The EMA includes a consequential amendment to the Access to Information Act that allows the Government of Canada to protect specific critical infrastructure information supplied in confidence to the government by third parties. Private sector partners should note that critical infrastructure information can be protected under this exemption only if it is appropriately marked and is treated as confidential by the entity that provides the information. It should also be noted that exemptions from disclosure for reasons of national security and public safety already exist under federal/provincial/territorial access to and freedom of information legislation.

The end result of these efforts to promote information sharing will be the development of a more coherent approach to emergency management at the national level and thereby ensure the maximum utility of the EMA.

The following information is a more detailed guide to the consequential amendment to the Access to Information Act pursuant to the EMA.

Guide to Access to Information Act (ATIA) paragraph 20(1)(b.1)

1. What is paragraph 20(1)(b.1)?

Subsection 20(1) of the Access to Information Act is amended by adding the following provision after paragraph (b):

(b.1) "information that is supplied in confidence to a government institution by a third party for the preparation, maintenance, testing or implementation by the government institution of emergency management plans within the meaning of section 2 of the Emergency Management Act and that concerns the vulnerability of the third party's buildings or other structures, its networks or systems, including its computer or communications networks or systems, or the methods used to protect any of those buildings, structures, networks or systems"

This is a mandatory exemption ("the head of a government institution shall refuse to disclose any record requested under this Act that contains [...]"). This means that the information must not be disclosed, unless conditions specified in the ATIA are met. These include:

Government institutions must consult third parties when a request has been received under the ATIA and the institution intends to disclose records that contain or may contain third party information (see question #11 and Annex 1 for more details).

2. Why is paragraph 20(1)(b .1) necessary as a consequential amendment under the Emergency Management Act (EMA)?

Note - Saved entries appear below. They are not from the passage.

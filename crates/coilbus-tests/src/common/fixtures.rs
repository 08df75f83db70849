// SPDX-License-Identifier: PolyForm-Noncommercial-1.0.0
// Copyright (c) 2025 Sylvex. All rights reserved.

//! # Test Fixtures
//!
//! Captured device data and ready-made configurations.

use coilbus_rtu::{DeviceAddress, DiscoveryConfig, RtuConfig, TimingConfig};

/// Port name used for simulated links.
pub const SIM_PORT: &str = "/dev/ttySIM0";

/// Identification reply captured from a controller at address 15, without
/// the address and function bytes and without the CRC.
///
/// Decodes to magic `0x77418799`, software V00.07, hardware V01.01,
/// status `OPH/`, I/O `0/32/0/0` and product id `0x63195FFB`.
pub const IDENTITY_PAYLOAD: [u8; 34] = [
    0x0F, 0xFF, 0x99, 0x87, 0x41, 0x77, 0x07, 0x00, 0x01, 0x01, 0x0F, 0x00, 0x00, 0x00, 0x2F,
    0x48, 0x50, 0x4F, 0x00, 0x00, 0x20, 0x00, 0x00, 0x00, 0x00, 0x00, 0xFB, 0x5F, 0x19, 0x63,
    0x19, 0x62, 0xB1, 0xB2,
];

/// Client configuration for a simulated device, with all settle delays
/// removed.
pub fn rtu_config(address: u8, baud_rate: u32) -> RtuConfig {
    let address = DeviceAddress::new(address).unwrap_or_default();
    RtuConfig::builder()
        .port(SIM_PORT)
        .baud_rate(baud_rate)
        .address(address)
        .timing(TimingConfig::immediate())
        .build()
        .expect("fixture config is valid")
}

/// Discovery over `first..=last` at every standard speed, without settle
/// delays.
pub fn discovery_config(first: u8, last: u8) -> DiscoveryConfig {
    DiscoveryConfig {
        first_address: first,
        last_address: last,
        timing: TimingConfig::immediate(),
        ..Default::default()
    }
}
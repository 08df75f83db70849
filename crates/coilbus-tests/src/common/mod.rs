// SPDX-License-Identifier: PolyForm-Noncommercial-1.0.0
// Copyright (c) 2025 Sylvex. All rights reserved.

//! # Common Test Utilities
//!
//! - `fixtures`: captured device data and ready-made configurations
//! - `mocks`: simulated device, link opener, device list and heartbeat
//! - `assertions`: custom assertion helpers
//! - `harness`: client and device wired on one bus

pub mod assertions;
pub mod fixtures;
pub mod harness;
pub mod mocks;

pub use assertions::*;
pub use fixtures::*;
pub use harness::*;
pub use mocks::*;

use std::sync::Once;
use tracing_subscriber::EnvFilter;

static INIT: Once = Once::new();

/// Initializes test logging once per process. `RUST_LOG` overrides the
/// default filter.
pub fn init_test_logging() {
    INIT.call_once(|| {
        let _ = tracing_subscriber::fmt()
            .with_env_filter(
                EnvFilter::try_from_default_env()
                    .unwrap_or_else(|_| EnvFilter::new("warn,coilbus_rtu=debug")),
            )
            .with_test_writer()
            .try_init();
    });
}
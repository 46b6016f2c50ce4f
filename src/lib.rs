//! # Binance Order Flow
//!
//! A real-time order-flow analysis engine for a single Binance spot
//! instrument. It keeps an incremental order book synchronized against a
//! REST snapshot, derives short-horizon microstructure features (signed
//! volume delta, liquidity sweeps, absorption, volatility regime), and
//! emits directional BUY/SELL signals with confidence scores.
//!
//! ## Pipeline
//!
//! | Stage | Module |
//! |-------|--------|
//! | Depth/trade WebSocket streams | [`connector`] |
//! | REST snapshot + retry | [`snapshot`] |
//! | `U`/`u` sequence validation | [`sync`] |
//! | Price ladder | [`orderbook`] |
//! | Delta / sweeps / absorption / regime | [`analyzer`] |
//! | Cooldown + regime-gated signals | [`signal`] |
//! | Orchestration and status records | [`bot`] |
//!
//! ## Quick Start
//!
//! ```rust
//! use binance_orderflow::prelude::*;
//!
//! // Defaults target ETHUSDT; everything is overridable via env vars
//! let config = BotConfig::default();
//! assert_eq!(config.symbol, "ETHUSDT");
//! assert!(config.validate().is_ok());
//! ```
//!
//! ## Offline use
//!
//! The analyzer and signal generator are plain synchronous state machines
//! driven by explicit timestamps, so they can be exercised without any
//! network transport:
//!
//! ```rust
//! use binance_orderflow::analyzer::FlowAnalyzer;
//! use binance_orderflow::config::BotConfig;
//!
//! let analyzer = FlowAnalyzer::new(BotConfig::default());
//! assert!(analyzer.book().is_empty());
//! ```

pub mod analyzer;
pub mod bot;
pub mod config;
pub mod connection;
pub mod connector;
pub mod data;
pub mod error;
pub mod events;
pub mod orderbook;
pub mod parser;
pub mod retry;
pub mod signal;
pub mod snapshot;
pub mod sync;
pub mod trades;

pub use analyzer::FlowAnalyzer;
pub use bot::{OrderFlowBot, ShutdownHandle};
pub use config::BotConfig;
pub use connector::BinanceConnector;
pub use data::*;
pub use error::{BotError, ConnectionError, ParseError, SnapshotError};
pub use events::{FeedEvent, LogSink, OutputSink};
pub use orderbook::{BookLevel, OrderBook};
pub use signal::SignalGenerator;
pub use sync::{DiffOutcome, StreamSynchronizer, SyncState};

/// Prelude - minimal public API surface
///
/// Import with: `use binance_orderflow::prelude::*;`
pub mod prelude {
    pub use crate::bot::{OrderFlowBot, ShutdownHandle};
    pub use crate::config::BotConfig;
    pub use crate::data::{
        MarketState, Signal, SignalPattern, SignalType, StatusRecord, Trade, TradeSide,
        VolatilityRegime,
    };
    pub use crate::error::BotError;
    pub use crate::events::{LogSink, OutputSink};
}

/// Initialize logging for the engine
pub fn init_logging() {
    tracing_subscriber::fmt::init();
}
//! Retry policy for the REST snapshot fetch
//!
//! Exponential backoff with jitter. Stream reconnects use a fixed delay
//! instead (see `connection`); only the snapshot path retries with
//! backoff because a failed initial snapshot is the one fatal path.

use rand::Rng;
use std::time::Duration;

/// Retry policy configuration
#[derive(Debug, Clone)]
pub struct RetryPolicy {
    /// Maximum number of attempts (including the first)
    pub max_attempts: u32,
    /// Initial delay before the first retry
    pub initial_delay: Duration,
    /// Maximum delay between retries
    pub max_delay: Duration,
    /// Backoff multiplier (e.g. 2.0 for exponential)
    pub backoff_multiplier: f64,
    /// Whether to add jitter to delays
    pub jitter: bool,
    /// Jitter factor (0.0 to 1.0)
    pub jitter_factor: f64,
}

impl Default for RetryPolicy {
    fn default() -> Self {
        Self {
            max_attempts: 5,
            initial_delay: Duration::from_millis(500),
            max_delay: Duration::from_secs(30),
            backoff_multiplier: 2.0,
            jitter: true,
            jitter_factor: 0.25,
        }
    }
}

impl RetryPolicy {
    /// Delay before retry `attempt` (1-based)
    ///
    /// Grows by `backoff_multiplier` per attempt up to `max_delay`. With
    /// jitter enabled the result is scaled by a random factor in
    /// `[1 - jitter_factor, 1 + jitter_factor]` so callers sharing a
    /// policy do not retry in lockstep.
    pub fn calculate_delay(&self, attempt: u32) -> Duration {
        if attempt == 0 {
            return Duration::ZERO;
        }

        let growth = self.backoff_multiplier.powi(attempt.saturating_sub(1) as i32);
        let mut delay_ms =
            (self.initial_delay.as_millis() as f64 * growth).min(self.max_delay.as_millis() as f64);

        if self.jitter {
            let spread = 1.0 + rand::thread_rng().gen_range(-self.jitter_factor..=self.jitter_factor);
            delay_ms *= spread;
        }

        Duration::from_millis(delay_ms.max(0.0) as u64)
    }

    /// Check whether another attempt is allowed after `attempt` failures
    pub fn should_retry(&self, attempt: u32) -> bool {
        attempt < self.max_attempts
    }
}
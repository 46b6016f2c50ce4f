use binance_orderflow::{init_logging, BotConfig, LogSink, OrderFlowBot};
use std::sync::Arc;

#[tokio::main]
async fn main() -> anyhow::Result<()> {
    // Load .env overrides before reading the environment
    let _ = dotenvy::dotenv();
    init_logging();

    let config = BotConfig::from_env();
    let bot = OrderFlowBot::new(config, Arc::new(LogSink))?;

    let shutdown = bot.shutdown_handle();
    tokio::spawn(async move {
        if tokio::signal::ctrl_c().await.is_ok() {
            tracing::info!("Interrupt received, shutting down");
            shutdown.shutdown();
        }
    });

    bot.run().await?;
    Ok(())
}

The ability to rapidly exchange specific and reliable information in a timely manner with the private sector is essential to the Government's role in providing national leadership in emergency management and critical infrastructure protection. Assessing threats and vulnerabilities, improving warning and reporting capabilities, analyzing attacks to develop better defenses and responses, are the primary goals of information sharing under the EMA.

The intent of this exemption is to enhance information sharing between the Government of Canada (GC) and the private sector. As the private sector owns or operates over 85% of Canada's critical infrastructure (CI), such information is necessary to obtain an accurate picture of the state of CI resilience in Canada.

The GC is not in a position to compel the private sector to share sensitive critical infrastructure/emergency management (CI/EM) information by regulation or other legislated means because Canada's CI sectors operate in a complex regulatory environment governed by multiple jurisdictions. The GC therefore promotes voluntary information sharing mechanisms with the private sector.

CI/EM information is, by its nature, highly sensitive. Consequently, prudent CI/EM owners/operators take appropriate action to ensure that this information remains confidential. This exemption is required to remove any doubt as to whether such information will be protected if they choose to share it with the GC. Inappropriate release of such information could potentially cause harm to CI owners/operators by putting the security of their physical and cyber infrastructure at risk

3. When does paragraph 20(1)(b.1) apply?

As all other exemptions, when there is a formal request under the ATIA.

When the requested record is under the control of a government institution, i.e., when the institution has legal or physical possession of the record.

4. What criteria have to be met in order to apply this exemption?

The information must meet the following conditions to qualify for this exemption:

5. Will records provided in confidence to the Government by a third party automatically be exempted?

A designation of confidentiality does not of itself ensure that the information is automatically exempt from access. In the event of an ATIA request, the information will still have to be examined on a case by case basis to determine if it qualifies as information provided in confidence and if it meets the other criteria of the exemption.

This examination will entail an assessment of the markings or transmittal documents to determine whether the information was provided to the Government in confidence, whether it was consistently treated in a confidential manner by the third party and whether it was provided for the purpose of preparing, maintaining, testing or implementing emergency management plans by the Government institution to which it was submitted.

The information itself must be examined to determine whether it concerns the vulnerability of the third party's buildings or other structures, its networks or systems, including its computer systems or communications networks or systems, or the methods used to protect any of those buildings, structures, networks or systems.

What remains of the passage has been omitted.